● Your task:
Start with the first line of the data and end with the line that holds "was not restored."; write out each one exactly.

Stored data

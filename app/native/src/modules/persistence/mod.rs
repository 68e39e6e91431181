//! Saving and restoring tile arrangements per blueprint.
//!
//! Records are stored as JSON (`{"tiles": [...], "maximizedId": ...}`) under
//! the key `"<namespace>:<blueprintId>"`. Restored records are checked
//! against the current blueprint before use and are discarded whole when any
//! part of them no longer fits.

pub mod store;

use std::collections::HashSet;

use serde::{Deserialize, Serialize};
use thiserror::Error;

pub use self::store::{FileStore, LayoutStore, MemoryStore, StoreError};
use crate::modules::layout::{Blueprint, PlacementViolation, Tile, TileId, check_placement};

/// A persisted tile arrangement.
#[derive(Clone, Debug, PartialEq, Eq, Serialize, Deserialize)]
#[serde(rename_all = "camelCase")]
pub struct SavedLayout {
    pub tiles: Vec<Tile>,
    #[serde(default)]
    pub maximized_id: Option<TileId>,
}

/// Why a stored record was not restored.
#[derive(Debug, Clone, PartialEq, Eq, Error)]
pub enum DiscardReason {
    #[error("record is not valid JSON: {0}")]
    Corrupt(String),

    #[error("tile '{0}' appears more than once")]
    DuplicateTile(TileId),

    #[error("tile set does not match blueprint")]
    TileSetMismatch,

    #[error("tile '{tile}' no longer fits: {violation}")]
    InvalidPlacement {
        tile: TileId,
        violation: PlacementViolation,
    },

    #[error("maximized tile '{0}' does not exist")]
    UnknownMaximized(TileId),
}

/// Result of a load.
#[derive(Debug, Clone, PartialEq, Eq)]
pub enum LoadOutcome {
    Loaded(SavedLayout),
    NotFound,
    /// A record existed but was rejected. Callers treat this as "no saved layout".
    Discarded(DiscardReason),
}

/// Errors from the persistence layer. Validation failures are not errors.
#[derive(Debug, Error)]
pub enum PersistenceError {
    #[error(transparent)]
    Store(#[from] StoreError),

    #[error("failed to serialize layout: {0}")]
    Serialize(#[from] serde_json::Error),
}

/// Saves and restores [`SavedLayout`] records through a [`LayoutStore`].
pub struct PersistenceAdapter<S> {
    store: S,
    namespace: String,
}

impl<S: LayoutStore> PersistenceAdapter<S> {
    /// Creates an adapter writing keys under `namespace`.
    pub fn new(store: S, namespace: impl Into<String>) -> Self {
        Self { store, namespace: namespace.into() }
    }

    /// Storage key for a blueprint.
    #[must_use]
    pub fn key_for(&self, blueprint_id: &str) -> String {
        format!("{}:{blueprint_id}", self.namespace)
    }

    #[must_use]
    pub const fn store(&self) -> &S { &self.store }

    /// Persists `tiles` and the maximized tile for `blueprint_id`.
    ///
    /// # Errors
    ///
    /// Returns an error if the record cannot be serialized or written.
    pub fn save(
        &mut self,
        blueprint_id: &str,
        tiles: &[Tile],
        maximized_id: Option<&str>,
    ) -> Result<(), PersistenceError> {
        let record = SavedLayout {
            tiles: tiles.to_vec(),
            maximized_id: maximized_id.map(ToString::to_string),
        };
        let key = self.key_for(blueprint_id);
        let json = serde_json::to_string(&record)?;
        self.store.write(&key, json)?;

        tracing::info!(key = %key, tiles = tiles.len(), "saved layout");
        Ok(())
    }

    /// Loads the raw record for `blueprint_id` without checking it against a
    /// blueprint.
    ///
    /// # Errors
    ///
    /// Returns an error if the store cannot be read.
    pub fn load(&self, blueprint_id: &str) -> Result<LoadOutcome, PersistenceError> {
        let key = self.key_for(blueprint_id);
        let Some(raw) = self.store.read(&key)? else {
            tracing::debug!(key = %key, "no saved layout");
            return Ok(LoadOutcome::NotFound);
        };

        match serde_json::from_str::<SavedLayout>(&raw) {
            Ok(record) => Ok(LoadOutcome::Loaded(record)),
            Err(err) => {
                tracing::warn!(key = %key, error = %err, "discarding corrupt saved layout");
                Ok(LoadOutcome::Discarded(DiscardReason::Corrupt(err.to_string())))
            }
        }
    }

    /// Loads the record for `blueprint` and checks it against the blueprint's
    /// current bounds, gates, frames and tile set.
    ///
    /// # Errors
    ///
    /// Returns an error if the store cannot be read.
    pub fn load_validated(&self, blueprint: &Blueprint) -> Result<LoadOutcome, PersistenceError> {
        let outcome = match self.load(&blueprint.id)? {
            LoadOutcome::Loaded(record) => match validate_record(&record, blueprint) {
                Ok(()) => LoadOutcome::Loaded(record),
                Err(reason) => {
                    tracing::warn!(
                        blueprint = %blueprint.id,
                        reason = %reason,
                        "discarding stale saved layout"
                    );
                    LoadOutcome::Discarded(reason)
                }
            },
            other => other,
        };
        Ok(outcome)
    }
}

/// Checks a saved record against `blueprint`.
///
/// # Errors
///
/// Returns the first [`DiscardReason`] found.
pub fn validate_record(record: &SavedLayout, blueprint: &Blueprint) -> Result<(), DiscardReason> {
    let mut seen = HashSet::with_capacity(record.tiles.len());
    for tile in &record.tiles {
        if !seen.insert(tile.id.as_str()) {
            return Err(DiscardReason::DuplicateTile(tile.id.clone()));
        }
    }

    let expected: HashSet<&str> = blueprint.tiles.iter().map(|t| t.id.as_str()).collect();
    if seen != expected {
        return Err(DiscardReason::TileSetMismatch);
    }

    for tile in &record.tiles {
        check_placement(&tile.id, &tile.rect, blueprint, &record.tiles).map_err(|violation| {
            DiscardReason::InvalidPlacement { tile: tile.id.clone(), violation }
        })?;
    }

    if let Some(id) = &record.maximized_id
        && !seen.contains(id.as_str())
    {
        return Err(DiscardReason::UnknownMaximized(id.clone()));
    }

    Ok(())
}

#[cfg(test)]
mod tests {
    use super::*;
    use crate::modules::layout::{CellRect, GridSize, builtin_blueprints};

    fn dashboard() -> Blueprint { builtin_blueprints().remove(0) }

    fn adapter() -> PersistenceAdapter<MemoryStore> {
        PersistenceAdapter::new(MemoryStore::new(), "gridtile")
    }

    #[test]
    fn test_key_is_namespaced() {
        assert_eq!(adapter().key_for("dashboard-3x3"), "gridtile:dashboard-3x3");
    }

    #[test]
    fn test_load_missing_is_not_found() {
        assert_eq!(adapter().load("dashboard-3x3").unwrap(), LoadOutcome::NotFound);
    }

    #[test]
    fn test_save_load_round_trip() {
        let bp = dashboard();
        let mut adapter = adapter();
        let mut tiles = bp.tiles.clone();
        tiles[0].rect = CellRect::new(1, 2, 1, 1);

        adapter.save(&bp.id, &tiles, Some("notes")).unwrap();

        let expected = SavedLayout { tiles, maximized_id: Some("notes".to_string()) };
        assert_eq!(adapter.load(&bp.id).unwrap(), LoadOutcome::Loaded(expected.clone()));
        assert_eq!(adapter.load_validated(&bp).unwrap(), LoadOutcome::Loaded(expected));
    }

    #[test]
    fn test_record_uses_camel_case() {
        let bp = dashboard();
        let mut adapter = adapter();
        adapter.save(&bp.id, &bp.tiles, None).unwrap();

        let raw = adapter.store().read("gridtile:dashboard-3x3").unwrap().unwrap();
        let value: serde_json::Value = serde_json::from_str(&raw).unwrap();
        assert!(value["maximizedId"].is_null());
        assert_eq!(value["tiles"][0]["rowSpan"], 1);
        assert_eq!(value["tiles"][0]["colSpan"], 2);
    }

    #[test]
    fn test_corrupt_record_is_discarded() {
        let mut store = MemoryStore::new();
        store.write("gridtile:dashboard-3x3", "{not json".to_string()).unwrap();
        let adapter = PersistenceAdapter::new(store, "gridtile");

        assert!(matches!(
            adapter.load("dashboard-3x3").unwrap(),
            LoadOutcome::Discarded(DiscardReason::Corrupt(_))
        ));
    }

    #[test]
    fn test_record_outside_shrunk_grid_is_discarded() {
        let bp = dashboard();
        let mut adapter = adapter();
        adapter.save(&bp.id, &bp.tiles, None).unwrap();

        let mut shrunk = bp;
        shrunk.grid = GridSize::new(2, 3);
        shrunk.gates.max_span = None;

        assert!(matches!(
            adapter.load_validated(&shrunk).unwrap(),
            LoadOutcome::Discarded(DiscardReason::InvalidPlacement { .. })
        ));
    }

    #[test]
    fn test_record_overlapping_frame_is_discarded() {
        let bp = dashboard();
        let mut tiles = bp.tiles.clone();
        tiles[0].rect = CellRect::new(1, 1, 1, 1);
        let record = SavedLayout { tiles, maximized_id: None };

        assert!(matches!(
            validate_record(&record, &bp),
            Err(DiscardReason::InvalidPlacement { .. })
        ));
    }

    #[test]
    fn test_record_with_missing_tile_is_discarded() {
        let bp = dashboard();
        let record = SavedLayout { tiles: bp.tiles[1..].to_vec(), maximized_id: None };
        assert_eq!(validate_record(&record, &bp), Err(DiscardReason::TileSetMismatch));
    }

    #[test]
    fn test_record_with_duplicate_tile_is_discarded() {
        let bp = dashboard();
        let mut tiles = bp.tiles.clone();
        tiles.push(tiles[0].clone());
        let record = SavedLayout { tiles, maximized_id: None };
        assert_eq!(
            validate_record(&record, &bp),
            Err(DiscardReason::DuplicateTile("sys".to_string()))
        );
    }

    #[test]
    fn test_record_with_unknown_maximized_is_discarded() {
        let bp = dashboard();
        let record = SavedLayout { tiles: bp.tiles.clone(), maximized_id: Some("ghost".into()) };
        assert_eq!(
            validate_record(&record, &bp),
            Err(DiscardReason::UnknownMaximized("ghost".to_string()))
        );
    }

    #[test]
    fn test_file_backed_round_trip() {
        let temp = tempfile::tempdir().unwrap();
        let bp = dashboard();
        let path = temp.path().join("layouts.json");

        let mut writer = PersistenceAdapter::new(FileStore::new(&path), "gridtile");
        writer.save(&bp.id, &bp.tiles, Some("feed")).unwrap();

        let reader = PersistenceAdapter::new(FileStore::new(&path), "gridtile");
        match reader.load_validated(&bp).unwrap() {
            LoadOutcome::Loaded(record) => {
                assert_eq!(record.tiles, bp.tiles);
                assert_eq!(record.maximized_id.as_deref(), Some("feed"));
            }
            other => panic!("expected loaded record, got {other:?}"),
        }
    }
}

● Task answer:
filename app/native/src/modules/persistence/mod.rs
repository 68e39e6e91431181
//! Saving and restoring tile arrangements per blueprint.
//!
//! Records are stored as JSON (`{"tiles": [...], "maximizedId": ...}`) under
//! the key `"<namespace>:<blueprintId>"`. Restored records are checked
//! against the current blueprint before use and are discarded whole when any
//! part of them no longer fits.

pub mod store;

use std::collections::HashSet;

use serde::{Deserialize, Serialize};
use thiserror::Error;

pub use self::store::{FileStore, LayoutStore, MemoryStore, StoreError};
use crate::modules::layout::{Blueprint, PlacementViolation, Tile, TileId, check_placement};

/// A persisted tile arrangement.
#[derive(Clone, Debug, PartialEq, Eq, Serialize, Deserialize)]
#[serde(rename_all = "camelCase")]
pub struct SavedLayout {
    pub tiles: Vec<Tile>,
    #[serde(default)]
    pub maximized_id: Option<TileId>,
}

/// Why a stored record was not restored.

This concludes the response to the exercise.